Immer mehr Interesse an VoIP
Gleichzeitig stieg auch die Zahl der Breitbandanschlüsse um fünf Millionen auf fast 20 Millionen. Bei der Zuwachsrate sei Deutschland Spitzenreiter in Europa. Mehr als die Hälfte der neuen Breitbandanschlüsse wurden von Wettbewerbern der Deutschen Telekom geschaltet. Insgesamt wurde 2007 ein Datenaufkommen von 1,7 Milliarden Gigabyte gezählt. Dabei spielt auch das Telefonieren über das Internet (
VoIP) eine Rolle. Geschätzte 16 Milliarden Gesprächsminuten wurden im vergangenen Jahr über das Internet abgewickelt.

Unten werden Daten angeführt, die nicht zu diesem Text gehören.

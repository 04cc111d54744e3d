//! Configuration file management
//!
//! Handles finding, loading, and validating configuration files.

use anyhow::{Context, Result};
use serde::{Deserialize, Serialize};
use std::path::{Path, PathBuf};

use super::profile::RunProfile;
use super::AppConfig;
use crate::models::Verbosity;

/// Configuration file locations (in order of precedence)
const CONFIG_LOCATIONS: &[&str] = &[
    "./skipaware.yaml",
    "./skipaware.yml",
    "./.skipaware.yaml",
    "./.skipaware/config.yaml",
    "~/.config/skipaware/config.yaml",
    "~/.skipaware.yaml",
];

/// Full configuration file structure
#[derive(Clone, Debug, Serialize, Deserialize)]
pub struct ConfigFile {
    /// Version of config file format
    #[serde(default = "default_version")]
    pub version: String,

    /// Application settings
    #[serde(default)]
    pub app: AppConfig,

    /// Named run profiles
    #[serde(default)]
    pub profiles: Vec<RunProfile>,
}

fn default_version() -> String {
    "1.0".to_string()
}

impl Default for ConfigFile {
    fn default() -> Self {
        Self {
            version: default_version(),
            app: AppConfig::default(),
            profiles: Vec::new(),
        }
    }
}

impl ConfigFile {
    pub fn new() -> Self {
        Self::default()
    }

    /// Find configuration file in standard locations
    pub fn find() -> Option<PathBuf> {
        CONFIG_LOCATIONS
            .iter()
            .map(|location| expand_path(location))
            .find(|path| path.exists())
    }

    /// Load configuration from default location
    pub fn load_default() -> Result<Self> {
        match Self::find() {
            Some(path) => Self::load(&path),
            None => Ok(Self::default()),
        }
    }

    /// Load configuration from file
    pub fn load(path: impl AsRef<Path>) -> Result<Self> {
        let path = path.as_ref();
        let content = std::fs::read_to_string(path)
            .with_context(|| format!("Failed to read config file: {}", path.display()))?;

        let config: Self = if is_yaml_file(path) {
            serde_yaml::from_str(&content)
                .with_context(|| format!("Failed to parse YAML config: {}", path.display()))?
        } else {
            serde_json::from_str(&content)
                .with_context(|| format!("Failed to parse JSON config: {}", path.display()))?
        };

        config.validate()?;
        Ok(config)
    }

    /// Save configuration to file
    pub fn save(&self, path: impl AsRef<Path>) -> Result<()> {
        let path = path.as_ref();
        let content = if is_yaml_file(path) {
            serde_yaml::to_string(self).context("Failed to serialize config")?
        } else {
            serde_json::to_string_pretty(self).context("Failed to serialize config")?
        };

        if let Some(parent) = path.parent() {
            std::fs::create_dir_all(parent)
                .with_context(|| format!("Failed to create directory: {}", parent.display()))?;
        }

        std::fs::write(path, content)
            .with_context(|| format!("Failed to write config file: {}", path.display()))?;

        Ok(())
    }

    /// Validate configuration
    pub fn validate(&self) -> Result<()> {
        if !["1.0", "1.1"].contains(&self.version.as_str()) {
            anyhow::bail!("Unsupported config version: {}", self.version);
        }

        if crate::output::OutputFormat::from_str(&self.app.format).is_none() {
            anyhow::bail!("Unknown report format: {}", self.app.format);
        }

        for (index, profile) in self.profiles.iter().enumerate() {
            if self.profiles[..index].iter().any(|p| p.name == profile.name) {
                anyhow::bail!("Duplicate profile '{}'", profile.name);
            }
            profile
                .validate()
                .with_context(|| format!("Invalid tag expression in profile '{}'", profile.name))?;
        }

        Ok(())
    }

    /// Generate example configuration
    pub fn example() -> Self {
        let mut app = AppConfig {
            verbosity: Verbosity::Normal,
            exit_first: false,
            ..Default::default()
        };
        app.options
            .insert("fixtures".to_string(), "data/fixtures".to_string());

        Self {
            version: "1.0".to_string(),
            app,
            profiles: vec![
                RunProfile::ci(),
                RunProfile::debug(),
                RunProfile {
                    description: "Database cases only".to_string(),
                    tag_match: Some("db and not slow".to_string()),
                    ..RunProfile::new("db")
                },
            ],
        }
    }

    /// Profile by name; built-in profiles are consulted last
    pub fn profile(&self, name: &str) -> Option<RunProfile> {
        self.profiles
            .iter()
            .find(|p| p.name == name)
            .cloned()
            .or_else(|| RunProfile::builtin().into_iter().find(|p| p.name == name))
    }

    /// Names of every profile available, file profiles first
    pub fn profile_names(&self) -> Vec<String> {
        let mut names: Vec<String> = self.profiles.iter().map(|p| p.name.clone()).collect();
        for builtin in RunProfile::builtin() {
            if !names.contains(&builtin.name) {
                names.push(builtin.name);
            }
        }
        names
    }
}

/// Expand ~ to home directory
pub(crate) fn expand_path(path: &str) -> PathBuf {
    if let Some(stripped) = path.strip_prefix("~/") {
        if let Some(home) = dirs::home_dir() {
            return home.join(stripped);
        }
    }
    PathBuf::from(path)
}

/// Check if file is YAML based on extension
pub(crate) fn is_yaml_file(path: &Path) -> bool {
    path.extension()
        .map(|e| e == "yaml" || e == "yml")
        .unwrap_or(false)
}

Wettbewerber investieren viel Geld
Bundesnetzagentur-Chef Kurth verwies darauf, dass die Öffnung der Märkte für den Wettbewerb die Vorteile für Kunden und Verbraucher durch mehr Angebote und günstige Preise erst ermöglicht habe. Gleichzeitig werde viel Geld in neue, moderne Netze investiert. Rund 59 Prozent der Investitionen (3,8 Milliarden Euro) werden von Wettbewerbern getätigt.